Um estudo mostrou que, se as temperaturas subirem 2 °C, as regiões vinícolas podem encolher até 56%. Quatro graus de aquecimento podem significar que 85% dessas áreas já não serão capazes de produzir bons vinhos. Também a região vinícola de Napa Valley, no norte da Califórnia, nos EUA, foi largamente afectada pelos incêndios florestais do Verão de 2020.

Podemos fazer algo para resolver o problema?

As preocupações com a segurança alimentar, intensificadas durante a pandemia, levaram alguns países a acumular produtos básicos para evitar futuras escassezes, limitando a oferta no mercado global.

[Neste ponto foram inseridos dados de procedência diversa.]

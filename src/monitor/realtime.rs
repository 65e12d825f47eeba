//! Real-time metric monitoring
//!
//! One generic loop drives every live screen:
//!
//! ```text
//! Sampling -> Rendering -> WaitingTick -> Sampling
//!    |                         |
//!    v                         v
//!  Failed                  Cancelled
//! ```
//!
//! The tick wait is sliced into short cancel polls, so a key press ends the
//! loop within one poll slice and never triggers another sample.

use std::io;
use std::time::Duration;
use tokio::time::Instant;
use tracing::{debug, info, warn};

use super::dashboard::{render_sample, BarStyle, Screen};
use crate::console::{InputSource, OutputSink};
use crate::core::DashboardConfig;
use crate::metrics::{MetricKind, MetricProvider, MetricSample, ProviderError};

/// Timing and appearance of a live monitor.
#[derive(Debug, Clone)]
pub struct MonitorSettings {
    pub tick: Duration,
    pub cancel_poll: Duration,
    pub style: BarStyle,
    pub cancel_key: char,
    /// Stop after this many rendered samples
    pub max_samples: Option<usize>,
}

impl Default for MonitorSettings {
    fn default() -> Self {
        Self {
            tick: Duration::from_secs(1),
            cancel_poll: Duration::from_millis(100),
            style: BarStyle::default(),
            cancel_key: 'q',
            max_samples: None,
        }
    }
}

impl From<&DashboardConfig> for MonitorSettings {
    fn from(config: &DashboardConfig) -> Self {
        Self {
            tick: config.tick_interval(),
            cancel_poll: config.cancel_poll(),
            style: BarStyle {
                width: config.bar_width,
                filled: config.filled_char,
                empty: config.empty_char,
            },
            cancel_key: config.cancel_key,
            max_samples: None,
        }
    }
}

/// How a monitor session ended.
#[derive(Debug, Clone, PartialEq)]
pub enum MonitorOutcome {
    /// The operator asked to stop
    Cancelled,
    /// The sample limit was reached
    Completed,
    /// The provider failed; the message has already been shown
    Failed(ProviderError),
}

/// Summary returned when the loop exits.
#[derive(Debug, Clone, PartialEq)]
pub struct MonitorReport {
    pub outcome: MonitorOutcome,
    /// Samples rendered before exit
    pub samples: usize,
}

enum MonitorState {
    Sampling,
    Rendering(MetricSample),
    WaitingTick,
    Done(MonitorOutcome),
}

/// Live monitor for one provider.
pub struct RealtimeMonitor<P> {
    provider: P,
    settings: MonitorSettings,
}

impl<P: MetricProvider> RealtimeMonitor<P> {
    pub fn new(provider: P, settings: MonitorSettings) -> Self {
        Self { provider, settings }
    }

    pub fn provider(&self) -> &P {
        &self.provider
    }

    /// Run until cancelled, failed, or the sample limit is hit.
    ///
    /// Provider errors end the loop as [`MonitorOutcome::Failed`]; errors
    /// writing output are returned as `Err`.
    pub async fn run(
        &mut self,
        out: &mut dyn OutputSink,
        input: &mut dyn InputSource,
    ) -> io::Result<MonitorReport> {
        let label = self.provider.label();
        let kind = self.provider.kind();
        info!("Starting {} monitor (tick {:?})", label, self.settings.tick);

        out.clear_screen()?;
        if kind == MetricKind::Cpu {
            out.write_line(&format!(
                "=== {} Monitor (Press {} to quit) ===",
                label,
                self.settings.cancel_key.to_ascii_uppercase()
            ))?;
            out.write_line("")?;
        }
        out.flush()?;

        let mut samples = 0usize;
        let mut state = MonitorState::Sampling;

        if self.limit_reached(0) {
            state = MonitorState::Done(MonitorOutcome::Completed);
        } else if self.provider.needs_warm_up() {
            if let Err(e) = self.provider.warm_up() {
                debug!("Discarding failed {} warm-up: {}", label, e);
            }
            if self.wait_tick(input).await? {
                state = MonitorState::Done(MonitorOutcome::Cancelled);
            }
        }

        let outcome = loop {
            state = match state {
                MonitorState::Sampling => match self.provider.sample() {
                    Ok(sample) => MonitorState::Rendering(sample),
                    Err(e) => {
                        warn!("{} provider failed: {}", label, e);
                        MonitorState::Done(MonitorOutcome::Failed(e))
                    }
                },
                MonitorState::Rendering(sample) => {
                    debug!("{} sample: {:.1}%", label, sample.percent);
                    self.draw(out, &label, &sample)?;
                    samples += 1;
                    if self.limit_reached(samples) {
                        MonitorState::Done(MonitorOutcome::Completed)
                    } else {
                        MonitorState::WaitingTick
                    }
                }
                MonitorState::WaitingTick => {
                    if self.wait_tick(input).await? {
                        MonitorState::Done(MonitorOutcome::Cancelled)
                    } else {
                        MonitorState::Sampling
                    }
                }
                MonitorState::Done(outcome) => break outcome,
            };
        };

        if kind == MetricKind::Cpu {
            // End the line that was redrawn in place.
            out.write_line("")?;
        }
        if let MonitorOutcome::Failed(e) = &outcome {
            out.write_line(&format!("Error reading {}: {}", label, e))?;
        }
        out.write_line(&format!("Exiting {} monitor...", label))?;
        out.flush()?;

        info!("{} monitor stopped after {} samples", label, samples);
        Ok(MonitorReport { outcome, samples })
    }

    fn draw(&self, out: &mut dyn OutputSink, label: &str, sample: &MetricSample) -> io::Result<()> {
        match render_sample(
            self.provider.kind(),
            label,
            sample,
            &self.settings.style,
            self.settings.cancel_key,
        ) {
            Screen::Line(line) => out.redraw_line(&line)?,
            Screen::Page(lines) => {
                out.clear_screen()?;
                for line in &lines {
                    out.write_line(line)?;
                }
            }
        }
        out.flush()
    }

    fn limit_reached(&self, samples: usize) -> bool {
        self.settings.max_samples.is_some_and(|limit| samples >= limit)
    }

    /// Wait one tick, polling for cancellation. Returns true if cancelled.
    async fn wait_tick(&self, input: &mut dyn InputSource) -> io::Result<bool> {
        let deadline = Instant::now() + self.settings.tick;
        loop {
            if input.poll_cancel()? {
                debug!("Cancellation requested");
                return Ok(true);
            }
            let now = Instant::now();
            if now >= deadline {
                return Ok(false);
            }
            tokio::time::sleep(self.settings.cancel_poll.min(deadline - now)).await;
        }
    }
}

É difícil dizer quando é que o preço dos alimentos pode baixar, já que a produção agrícola depende de factores de difícil previsão, como o clima.

O secretário-geral da ONU, António Guterres, disse no início de Maio que o problema da segurança alimentar global não poderia ser resolvido sem restaurar a produção agrícola ucraniana e a produção russa de alimentos e fertilizantes para o mercado mundial.

O Banco Mundial prevê que os preços do trigo podem subir mais de 40% em 2022 e que os preços dos alimentos só comecem a descer em 2023, algo que dependerá do sucesso das colheitas na Argentina, Brasil e Estados Unidos, entre outros países.

Como uma grande parte dos cereais do mundo é destinada à alimentação do gado, persuadir a população a comer menos carne e lacticínios pode aumentar drasticamente a oferta do grão, disse Pierre-Marie Aubert, especialista em agricultura do Instituto de Desenvolvimento Sustentável e Relações Internacionais da França, à agência Reuters.

Espera-se que a escassez global de cereais nos mercados de exportação este ano seja de 20 a 25 milhões de toneladas, mas se os europeus reduzirem o consumo de produtos animais em 10%, poderão reduzir a escassez para 18 a 19 milhões de toneladas, observou Aubert.

Melhorar o armazenamento dos cereais, particularmente em países altamente dependentes das importações, e ajudar a população desses países a cultivar mais alimentos básicos em casa também pode ajudar. E globalmente, plantar uma variedade maior de culturas para reduzir a dependência de apenas alguns cereais, com mercados dominados por um pequeno número de exportadores, pode aumentar a segurança alimentar.